• _Task statement_
Go through the records below and copy out every line that contains the word "usize".

(Stored items)
==================================================
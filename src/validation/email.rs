//! Email address checks and normalization

use ::validator::ValidateEmail;
use thiserror::Error;

/// RFC 5321 limit on a whole address
const MAX_ADDRESS_LEN: usize = 254;

#[derive(Error, Debug, Clone, PartialEq, Eq)]
pub enum EmailError {
    #[error("An email address must have an @-sign.")]
    MissingAtSign,
    #[error("There must be something before the @-sign.")]
    EmptyLocalPart,
    #[error("There must be something after the @-sign.")]
    EmptyDomain,
    #[error("The email address is too long ({0} characters, at most 254 allowed).")]
    TooLong(usize),
    #[error("The email address is not valid.")]
    Invalid,
}

/// Check an address and return its canonical form (domain lower-cased).
pub fn normalize(address: &str) -> Result<String, EmailError> {
    let (local, domain) = address.rsplit_once('@').ok_or(EmailError::MissingAtSign)?;
    if local.is_empty() {
        return Err(EmailError::EmptyLocalPart);
    }
    if domain.is_empty() {
        return Err(EmailError::EmptyDomain);
    }

    let len = address.chars().count();
    if len > MAX_ADDRESS_LEN {
        return Err(EmailError::TooLong(len));
    }
    if !address.validate_email() {
        return Err(EmailError::Invalid);
    }

    Ok(format!("{local}@{}", domain.to_ascii_lowercase()))
}
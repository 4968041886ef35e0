pub mod error_utils;
pub mod models;
pub mod report;
pub mod schema;
pub mod validation;

pub use report::process_registration;
pub use validation::{ExtraFields, Validator, ValidatorOptions, validate};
==================================================
• _Task answer_
const MAX_ADDRESS_LEN: usize = 254;
    TooLong(usize),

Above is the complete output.